BEGIN EXTRACTED ENTRIES

//! Mirror of a remote device, built from detailed discovery.

use eebus_wire::spine::node_management::{
    DeviceDescription, FeatureSet, NodeManagementDetailedDiscoveryData, NodeManagementUseCaseData,
    Role,
};
use eebus_wire::spine::{EntityAddress, FeatureAddress, FunctionData, FunctionType};

use crate::entity::EntityRemote;
use crate::feature::{FeatureRemote, feature_type};
use crate::sender::Sender;

pub struct DeviceRemote {
    ski: String,
    address: Option<String>,
    device_type: Option<String>,
    feature_set: Option<FeatureSet>,
    entities: Vec<EntityRemote>,
    sender: Sender,
}

impl DeviceRemote {
    /// A fresh mirror knows nothing but the peer's node management, which
    /// exists at (entity [0], feature 0) of every device.
    pub fn new(ski: impl Into<String>, sender: Sender) -> Self {
        let ski = ski.into();
        let mut device_information = EntityRemote::new(
            EntityAddress::device_information(None),
            Some(crate::entity::entity_type::DEVICE_INFORMATION.to_owned()),
        );
        device_information.add_feature(FeatureRemote::new(
            FeatureAddress::node_management(None),
            Some(feature_type::NODE_MANAGEMENT.to_owned()),
            Some(Role::Special),
        ));

        DeviceRemote {
            ski,
            address: None,
            device_type: None,
            feature_set: None,
            entities: vec![device_information],
            sender,
        }
    }

    pub fn ski(&self) -> &str {
        &self.ski
    }

    pub fn address(&self) -> Option<&str> {
        self.address.as_deref()
    }

    pub fn sender(&self) -> &Sender {
        &self.sender
    }

    pub fn feature_set(&self) -> Option<FeatureSet> {
        self.feature_set
    }

    pub fn entities(&self) -> &[EntityRemote] {
        &self.entities
    }

    /// Apply the device description learned from discovery.
    pub fn update_device(&mut self, description: &DeviceDescription) {
        if let Some(addr) = &description.device_address {
            self.address = Some(addr.device.clone());
        }
        if description.device_type.is_some() {
            self.device_type = description.device_type.clone();
        }
        if description.network_feature_set.is_some() {
            self.feature_set = description.network_feature_set;
        }
    }

    pub fn entity(&self, entity_path: &[u32]) -> Option<&EntityRemote> {
        self.entities
            .iter()
            .find(|e| e.address().entity == entity_path)
    }

    pub fn entity_mut(&mut self, entity_path: &[u32]) -> Option<&mut EntityRemote> {
        self.entities
            .iter_mut()
            .find(|e| e.address().entity == entity_path)
    }

    pub fn feature(&self, address: &FeatureAddress) -> Option<&FeatureRemote> {
        self.entity(&address.entity)?.feature_with_id(address.feature)
    }

    pub fn feature_mut(&mut self, address: &FeatureAddress) -> Option<&mut FeatureRemote> {
        self.entity_mut(&address.entity)?
            .feature_with_id_mut(address.feature)
    }

    pub fn feature_with_type_and_role(
        &self,
        entity_path: &[u32],
        feature_type: &str,
        role: Role,
    ) -> Option<&FeatureRemote> {
        self.entity(entity_path)?
            .feature_with_type_and_role(feature_type, role)
    }

    /// Make sure a mirror for the given remote feature exists, creating
    /// entity and feature stubs on demand.
    pub fn ensure_feature(&mut self, address: &FeatureAddress) -> &mut FeatureRemote {
        if self.entity(&address.entity).is_none() {
            self.entities.push(EntityRemote::new(
                EntityAddress::new(address.device.clone(), address.entity.clone()),
                None,
            ));
        }

        let entity = self
            .entity_mut(&address.entity)
            .expect("entity just ensured");

        if entity.feature_with_id(address.feature).is_none() {
            entity.add_feature(FeatureRemote::new(address.clone(), None, None));
        }

        entity
            .feature_with_id_mut(address.feature)
            .expect("feature just ensured")
    }

    /// Install the entity and feature tree advertised in a discovery
    /// reply. Returns the addresses of every installed entity.
    pub fn install_discovery(
        &mut self,
        data: &NodeManagementDetailedDiscoveryData,
    ) -> Vec<EntityAddress> {
        let mut installed = Vec::new();

        for entity_info in &data.entity_information {
            let description = &entity_info.description;
            let path = description.entity_address.entity.clone();

            if self.entity(&path).is_none() {
                self.entities.push(EntityRemote::new(
                    EntityAddress::new(self.address.clone(), path.clone()),
                    None,
                ));
            }
            let entity = self.entity_mut(&path).expect("entity just ensured");
            if description.entity_type.is_some() {
                entity.set_entity_type(description.entity_type.clone());
            }
            // A discovery install replaces whatever was mirrored before.
            entity.clear_features();

            installed.push(EntityAddress::new(self.address.clone(), path));
        }

        for feature_info in &data.feature_information {
            let description = &feature_info.description;
            let path = &description.feature_address.entity;
            if self.entity(path).is_none() {
                continue;
            }
            let address = FeatureAddress::new(
                self.address.clone(),
                path.clone(),
                description.feature_address.feature,
            );
            let entity = self.entity_mut(path).expect("entity just checked");
            let mut feature = FeatureRemote::new(address, None, None);
            feature.apply_description(description);
            entity.add_feature(feature);
        }

        installed
    }

    /// The peer's advertised use cases, from its node management mirror.
    pub fn use_cases_data_copy(&self) -> Option<NodeManagementUseCaseData> {
        let nm = self.feature_with_type_and_role(
            &[eebus_wire::spine::address::DEVICE_INFORMATION_ENTITY_ID],
            feature_type::NODE_MANAGEMENT,
            Role::Special,
        )?;
        match nm.data_copy(FunctionType::NodeManagementUseCaseData)? {
            FunctionData::NodeManagementUseCaseData(data) => Some(data),
            _ => None,
        }
    }

    /// The destination-list row describing this peer.
    pub fn create_destination_data(&self) -> DeviceDescription {
        DeviceDescription {
            device_address: self
                .address
                .clone()
                .map(eebus_wire::spine::DeviceAddress::new),
            device_type: self.device_type.clone(),
            network_feature_set: self.feature_set,
        }
    }
}

#[cfg(test)]
mod tests {
    use super::*;
    use eebus_runtime::EebusError;
    use eebus_ship::DataWriter;
    use std::sync::Arc;

    struct NullWriter;

    impl DataWriter for NullWriter {
        fn write_payload(&self, _payload: serde_json::Value) -> Result<(), EebusError> {
            Ok(())
        }
    }

    fn remote() -> DeviceRemote {
        DeviceRemote::new("ski-a", Sender::new("ski-a", Arc::new(NullWriter)))
    }

    #[test]
    fn fresh_mirror_has_node_management() {
        let remote = remote();
        let nm = remote.feature(&FeatureAddress::node_management(None));
        assert!(nm.is_some());
        assert_eq!(nm.unwrap().role(), Some(Role::Special));
    }

    #[test]
    fn ensure_feature_creates_stubs() {
        let mut remote = remote();
        let addr = FeatureAddress::new(None, vec![1, 2], 5);
        remote.ensure_feature(&addr);
        assert!(remote.feature(&addr).is_some());
        // Idempotent.
        remote.ensure_feature(&addr);
        assert_eq!(remote.entity(&[1, 2]).unwrap().features().len(), 1);
    }
}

END EXTRACTED ENTRIES

When a line in the data holds the word "NullWriter", show that line.

-- SOLUTION BELOW --
    struct NullWriter;
    impl DataWriter for NullWriter {
        DeviceRemote::new("ski-a", Sender::new("ski-a", Arc::new(NullWriter)))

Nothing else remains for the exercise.